• LISTED RECORDS
───

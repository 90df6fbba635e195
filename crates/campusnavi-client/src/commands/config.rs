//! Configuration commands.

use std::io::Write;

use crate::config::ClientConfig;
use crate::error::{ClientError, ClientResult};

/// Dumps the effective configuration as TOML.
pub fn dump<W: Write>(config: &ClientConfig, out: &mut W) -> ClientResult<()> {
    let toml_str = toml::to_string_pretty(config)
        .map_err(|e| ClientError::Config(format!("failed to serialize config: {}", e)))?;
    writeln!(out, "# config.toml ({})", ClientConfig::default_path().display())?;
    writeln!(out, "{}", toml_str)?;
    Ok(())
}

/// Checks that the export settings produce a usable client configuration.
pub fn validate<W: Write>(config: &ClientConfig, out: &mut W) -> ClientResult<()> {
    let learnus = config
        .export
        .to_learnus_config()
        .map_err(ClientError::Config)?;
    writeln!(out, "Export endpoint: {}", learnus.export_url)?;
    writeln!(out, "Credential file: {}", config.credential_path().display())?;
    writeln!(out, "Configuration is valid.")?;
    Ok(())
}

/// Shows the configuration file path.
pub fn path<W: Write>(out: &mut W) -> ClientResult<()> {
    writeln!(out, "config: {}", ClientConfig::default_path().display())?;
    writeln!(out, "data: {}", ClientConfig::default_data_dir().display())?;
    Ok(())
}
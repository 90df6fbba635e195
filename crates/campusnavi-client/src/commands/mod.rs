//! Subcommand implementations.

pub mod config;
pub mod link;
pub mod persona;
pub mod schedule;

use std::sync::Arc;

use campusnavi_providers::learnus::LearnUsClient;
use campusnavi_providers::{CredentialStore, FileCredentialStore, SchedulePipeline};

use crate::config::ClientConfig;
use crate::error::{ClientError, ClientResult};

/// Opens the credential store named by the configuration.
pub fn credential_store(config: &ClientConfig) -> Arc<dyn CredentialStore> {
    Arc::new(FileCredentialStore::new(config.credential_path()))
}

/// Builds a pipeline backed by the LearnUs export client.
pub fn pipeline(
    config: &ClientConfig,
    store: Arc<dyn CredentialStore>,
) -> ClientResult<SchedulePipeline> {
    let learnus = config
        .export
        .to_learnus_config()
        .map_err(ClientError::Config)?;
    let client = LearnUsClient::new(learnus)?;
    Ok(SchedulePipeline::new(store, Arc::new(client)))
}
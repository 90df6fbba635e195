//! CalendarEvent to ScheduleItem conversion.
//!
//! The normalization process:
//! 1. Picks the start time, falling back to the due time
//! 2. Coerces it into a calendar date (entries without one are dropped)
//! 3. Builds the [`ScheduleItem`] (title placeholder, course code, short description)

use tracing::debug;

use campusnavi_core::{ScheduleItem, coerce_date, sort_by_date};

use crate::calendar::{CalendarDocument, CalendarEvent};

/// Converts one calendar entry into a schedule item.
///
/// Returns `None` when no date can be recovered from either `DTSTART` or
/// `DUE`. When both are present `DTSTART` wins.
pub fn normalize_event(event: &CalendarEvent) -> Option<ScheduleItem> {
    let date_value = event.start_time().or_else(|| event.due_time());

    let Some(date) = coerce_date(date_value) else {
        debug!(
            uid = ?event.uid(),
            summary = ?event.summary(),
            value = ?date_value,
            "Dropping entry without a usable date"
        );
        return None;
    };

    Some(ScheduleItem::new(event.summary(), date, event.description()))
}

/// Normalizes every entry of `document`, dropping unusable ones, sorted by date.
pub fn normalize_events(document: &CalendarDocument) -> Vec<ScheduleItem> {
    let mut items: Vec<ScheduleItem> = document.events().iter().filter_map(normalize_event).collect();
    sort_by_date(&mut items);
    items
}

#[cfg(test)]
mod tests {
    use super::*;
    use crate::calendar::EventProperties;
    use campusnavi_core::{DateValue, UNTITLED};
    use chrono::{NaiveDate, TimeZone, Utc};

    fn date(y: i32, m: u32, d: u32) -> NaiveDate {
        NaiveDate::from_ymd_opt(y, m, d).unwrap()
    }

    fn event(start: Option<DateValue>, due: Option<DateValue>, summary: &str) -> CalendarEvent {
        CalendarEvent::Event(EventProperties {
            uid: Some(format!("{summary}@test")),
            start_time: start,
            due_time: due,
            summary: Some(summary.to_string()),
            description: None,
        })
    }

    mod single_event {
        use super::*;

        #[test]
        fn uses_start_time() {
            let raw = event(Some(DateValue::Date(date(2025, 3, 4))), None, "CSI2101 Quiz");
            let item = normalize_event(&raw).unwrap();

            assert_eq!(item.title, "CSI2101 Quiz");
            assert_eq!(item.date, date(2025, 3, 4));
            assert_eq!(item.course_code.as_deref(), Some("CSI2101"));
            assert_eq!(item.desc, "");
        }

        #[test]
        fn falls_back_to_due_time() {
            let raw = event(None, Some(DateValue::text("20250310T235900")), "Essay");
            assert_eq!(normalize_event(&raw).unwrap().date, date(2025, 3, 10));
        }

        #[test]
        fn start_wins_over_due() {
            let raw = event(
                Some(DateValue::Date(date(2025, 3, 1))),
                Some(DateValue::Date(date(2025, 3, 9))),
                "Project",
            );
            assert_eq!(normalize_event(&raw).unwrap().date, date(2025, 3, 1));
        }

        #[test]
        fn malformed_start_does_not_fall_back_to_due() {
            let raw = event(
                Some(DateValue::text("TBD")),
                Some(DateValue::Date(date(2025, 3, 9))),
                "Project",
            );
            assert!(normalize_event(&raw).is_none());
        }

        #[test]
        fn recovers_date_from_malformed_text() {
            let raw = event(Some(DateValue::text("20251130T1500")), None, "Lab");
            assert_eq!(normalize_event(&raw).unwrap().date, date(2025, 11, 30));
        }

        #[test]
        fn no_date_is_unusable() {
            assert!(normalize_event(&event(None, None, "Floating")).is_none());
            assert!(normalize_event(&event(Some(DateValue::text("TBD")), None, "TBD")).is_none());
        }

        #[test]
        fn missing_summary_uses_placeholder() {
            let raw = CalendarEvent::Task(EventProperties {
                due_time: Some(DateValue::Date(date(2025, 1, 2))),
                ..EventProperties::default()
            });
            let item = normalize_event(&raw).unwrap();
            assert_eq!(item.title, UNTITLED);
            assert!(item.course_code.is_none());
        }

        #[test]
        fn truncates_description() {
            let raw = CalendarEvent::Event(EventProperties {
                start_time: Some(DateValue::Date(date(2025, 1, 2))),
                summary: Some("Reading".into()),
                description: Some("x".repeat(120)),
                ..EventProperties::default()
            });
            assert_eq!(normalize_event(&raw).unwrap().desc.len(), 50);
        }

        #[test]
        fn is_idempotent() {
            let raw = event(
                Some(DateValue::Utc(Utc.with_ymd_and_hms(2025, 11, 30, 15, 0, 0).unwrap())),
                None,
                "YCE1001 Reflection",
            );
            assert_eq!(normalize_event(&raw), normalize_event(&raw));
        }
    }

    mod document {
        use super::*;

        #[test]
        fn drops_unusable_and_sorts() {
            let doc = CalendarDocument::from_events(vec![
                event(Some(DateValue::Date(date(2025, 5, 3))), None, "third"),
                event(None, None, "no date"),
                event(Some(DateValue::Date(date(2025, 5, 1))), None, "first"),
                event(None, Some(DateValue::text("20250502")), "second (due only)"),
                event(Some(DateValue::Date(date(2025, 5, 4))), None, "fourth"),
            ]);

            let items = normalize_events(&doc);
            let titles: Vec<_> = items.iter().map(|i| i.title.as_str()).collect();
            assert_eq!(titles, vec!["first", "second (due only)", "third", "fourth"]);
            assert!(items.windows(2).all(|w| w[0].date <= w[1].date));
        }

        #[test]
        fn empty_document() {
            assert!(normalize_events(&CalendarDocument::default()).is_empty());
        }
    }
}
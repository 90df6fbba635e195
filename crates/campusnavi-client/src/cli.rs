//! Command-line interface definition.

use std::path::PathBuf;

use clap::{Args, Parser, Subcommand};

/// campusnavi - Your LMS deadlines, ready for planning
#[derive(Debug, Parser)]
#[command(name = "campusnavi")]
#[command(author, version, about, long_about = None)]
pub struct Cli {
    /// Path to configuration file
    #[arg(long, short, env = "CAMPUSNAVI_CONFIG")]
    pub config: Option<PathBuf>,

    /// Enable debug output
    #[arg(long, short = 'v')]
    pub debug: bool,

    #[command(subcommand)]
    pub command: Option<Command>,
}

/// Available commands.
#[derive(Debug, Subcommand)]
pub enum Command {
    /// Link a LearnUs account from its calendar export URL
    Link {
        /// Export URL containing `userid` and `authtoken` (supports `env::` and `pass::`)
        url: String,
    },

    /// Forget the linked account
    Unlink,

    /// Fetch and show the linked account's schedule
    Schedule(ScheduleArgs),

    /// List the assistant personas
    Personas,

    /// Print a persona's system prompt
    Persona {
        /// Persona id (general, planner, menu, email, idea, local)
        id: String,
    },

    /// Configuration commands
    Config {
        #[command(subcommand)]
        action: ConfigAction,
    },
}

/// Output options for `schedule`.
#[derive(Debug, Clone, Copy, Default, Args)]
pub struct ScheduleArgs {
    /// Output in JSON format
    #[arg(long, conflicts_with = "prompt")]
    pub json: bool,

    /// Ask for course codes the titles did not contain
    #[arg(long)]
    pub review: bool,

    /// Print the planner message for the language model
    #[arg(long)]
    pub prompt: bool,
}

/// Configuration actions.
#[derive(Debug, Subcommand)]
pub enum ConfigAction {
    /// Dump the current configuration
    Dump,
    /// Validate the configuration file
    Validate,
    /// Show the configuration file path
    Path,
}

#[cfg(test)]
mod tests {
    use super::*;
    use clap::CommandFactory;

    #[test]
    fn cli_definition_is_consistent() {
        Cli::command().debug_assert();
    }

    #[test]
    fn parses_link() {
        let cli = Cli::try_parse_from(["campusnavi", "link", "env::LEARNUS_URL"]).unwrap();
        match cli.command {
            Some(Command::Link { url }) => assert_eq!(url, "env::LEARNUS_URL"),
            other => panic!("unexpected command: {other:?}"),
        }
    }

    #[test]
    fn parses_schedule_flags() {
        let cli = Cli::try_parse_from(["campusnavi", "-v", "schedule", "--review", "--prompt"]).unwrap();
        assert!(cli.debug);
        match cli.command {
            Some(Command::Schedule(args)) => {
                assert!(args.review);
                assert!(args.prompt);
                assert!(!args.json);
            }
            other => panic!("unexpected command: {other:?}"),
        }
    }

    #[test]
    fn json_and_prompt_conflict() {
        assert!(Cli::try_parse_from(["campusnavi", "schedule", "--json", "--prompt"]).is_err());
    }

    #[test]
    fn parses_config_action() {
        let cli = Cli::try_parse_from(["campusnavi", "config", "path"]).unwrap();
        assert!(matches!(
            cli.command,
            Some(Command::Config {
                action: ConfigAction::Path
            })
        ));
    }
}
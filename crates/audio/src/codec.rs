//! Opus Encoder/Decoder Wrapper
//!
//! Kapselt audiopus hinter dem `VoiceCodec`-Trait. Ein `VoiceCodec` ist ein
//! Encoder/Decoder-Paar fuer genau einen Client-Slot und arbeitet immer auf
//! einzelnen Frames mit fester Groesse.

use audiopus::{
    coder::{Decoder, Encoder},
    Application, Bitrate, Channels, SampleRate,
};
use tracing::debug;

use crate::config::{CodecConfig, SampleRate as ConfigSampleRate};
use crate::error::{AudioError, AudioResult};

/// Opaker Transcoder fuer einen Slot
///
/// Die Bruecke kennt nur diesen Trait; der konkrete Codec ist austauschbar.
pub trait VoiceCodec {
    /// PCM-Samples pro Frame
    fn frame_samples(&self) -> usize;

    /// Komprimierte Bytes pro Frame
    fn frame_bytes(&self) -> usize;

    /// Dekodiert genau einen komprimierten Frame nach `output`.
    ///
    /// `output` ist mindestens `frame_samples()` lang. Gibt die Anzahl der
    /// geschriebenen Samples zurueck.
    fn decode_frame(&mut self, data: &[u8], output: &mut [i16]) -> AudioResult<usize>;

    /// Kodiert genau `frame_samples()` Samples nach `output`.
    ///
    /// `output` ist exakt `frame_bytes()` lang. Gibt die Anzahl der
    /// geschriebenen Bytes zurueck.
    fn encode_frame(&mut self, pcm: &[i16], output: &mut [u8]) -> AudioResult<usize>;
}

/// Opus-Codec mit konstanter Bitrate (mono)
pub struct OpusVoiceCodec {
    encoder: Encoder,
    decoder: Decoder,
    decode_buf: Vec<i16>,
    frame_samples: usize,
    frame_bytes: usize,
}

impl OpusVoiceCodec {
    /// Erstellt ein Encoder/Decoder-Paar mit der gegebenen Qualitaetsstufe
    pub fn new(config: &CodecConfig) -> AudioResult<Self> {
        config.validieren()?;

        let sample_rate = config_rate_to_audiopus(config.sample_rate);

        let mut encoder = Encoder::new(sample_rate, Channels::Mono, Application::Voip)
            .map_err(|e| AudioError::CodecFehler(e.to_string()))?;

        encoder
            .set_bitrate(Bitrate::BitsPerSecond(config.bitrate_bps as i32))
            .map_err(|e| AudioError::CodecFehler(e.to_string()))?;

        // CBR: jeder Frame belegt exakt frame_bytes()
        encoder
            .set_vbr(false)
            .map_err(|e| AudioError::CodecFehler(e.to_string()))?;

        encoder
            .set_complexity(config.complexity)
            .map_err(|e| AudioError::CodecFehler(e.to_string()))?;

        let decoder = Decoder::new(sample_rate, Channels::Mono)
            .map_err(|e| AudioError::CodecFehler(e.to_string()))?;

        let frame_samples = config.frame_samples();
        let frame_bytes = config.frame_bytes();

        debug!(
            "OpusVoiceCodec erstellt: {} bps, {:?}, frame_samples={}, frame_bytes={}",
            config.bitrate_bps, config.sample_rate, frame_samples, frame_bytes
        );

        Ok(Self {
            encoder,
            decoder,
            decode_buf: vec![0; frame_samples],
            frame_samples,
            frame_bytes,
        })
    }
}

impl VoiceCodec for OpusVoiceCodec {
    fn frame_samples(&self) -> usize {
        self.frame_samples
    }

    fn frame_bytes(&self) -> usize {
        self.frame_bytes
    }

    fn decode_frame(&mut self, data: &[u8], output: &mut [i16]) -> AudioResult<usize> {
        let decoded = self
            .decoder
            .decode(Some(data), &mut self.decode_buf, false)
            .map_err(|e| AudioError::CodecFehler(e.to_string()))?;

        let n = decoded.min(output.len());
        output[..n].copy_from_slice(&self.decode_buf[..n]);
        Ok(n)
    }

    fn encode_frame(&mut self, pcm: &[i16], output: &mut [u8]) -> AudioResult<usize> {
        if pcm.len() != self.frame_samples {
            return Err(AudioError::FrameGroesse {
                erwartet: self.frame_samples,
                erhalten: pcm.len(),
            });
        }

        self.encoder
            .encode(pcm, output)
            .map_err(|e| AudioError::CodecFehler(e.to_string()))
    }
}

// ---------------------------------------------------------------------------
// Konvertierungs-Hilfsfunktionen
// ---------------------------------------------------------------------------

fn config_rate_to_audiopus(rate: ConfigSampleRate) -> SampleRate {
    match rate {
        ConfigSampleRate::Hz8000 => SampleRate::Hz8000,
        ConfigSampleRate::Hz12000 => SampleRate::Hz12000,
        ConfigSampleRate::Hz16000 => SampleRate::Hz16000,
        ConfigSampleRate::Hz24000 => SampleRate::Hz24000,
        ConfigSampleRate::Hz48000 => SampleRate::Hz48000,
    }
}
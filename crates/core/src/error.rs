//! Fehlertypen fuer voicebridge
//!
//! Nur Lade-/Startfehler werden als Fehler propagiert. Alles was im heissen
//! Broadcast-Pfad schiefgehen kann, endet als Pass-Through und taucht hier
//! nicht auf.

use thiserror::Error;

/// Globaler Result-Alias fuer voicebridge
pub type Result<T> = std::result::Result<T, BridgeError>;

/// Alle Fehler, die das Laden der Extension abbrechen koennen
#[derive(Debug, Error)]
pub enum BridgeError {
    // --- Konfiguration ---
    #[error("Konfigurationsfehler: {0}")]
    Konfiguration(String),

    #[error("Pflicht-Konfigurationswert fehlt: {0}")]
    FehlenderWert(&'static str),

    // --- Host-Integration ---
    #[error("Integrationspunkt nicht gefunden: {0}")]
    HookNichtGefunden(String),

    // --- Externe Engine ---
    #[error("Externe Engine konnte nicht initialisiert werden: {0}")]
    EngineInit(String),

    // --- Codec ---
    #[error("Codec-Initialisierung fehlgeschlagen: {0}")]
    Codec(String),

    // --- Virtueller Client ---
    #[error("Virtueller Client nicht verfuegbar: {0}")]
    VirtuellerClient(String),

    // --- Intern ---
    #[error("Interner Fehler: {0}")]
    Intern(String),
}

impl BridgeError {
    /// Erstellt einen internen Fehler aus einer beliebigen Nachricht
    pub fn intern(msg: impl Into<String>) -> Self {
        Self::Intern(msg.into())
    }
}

───

• TASK ITEM
The reply should hold only the lines from the top of the records through the line that has "configuration as TOML.", each one exact.

• ANSWER TO THIS EXERCISE
repository 90df6fbba635e195
filename crates/campusnavi-client/src/commands/config.rs
//! Configuration commands.

use std::io::Write;

use crate::config::ClientConfig;
use crate::error::{ClientError, ClientResult};

/// Dumps the effective configuration as TOML.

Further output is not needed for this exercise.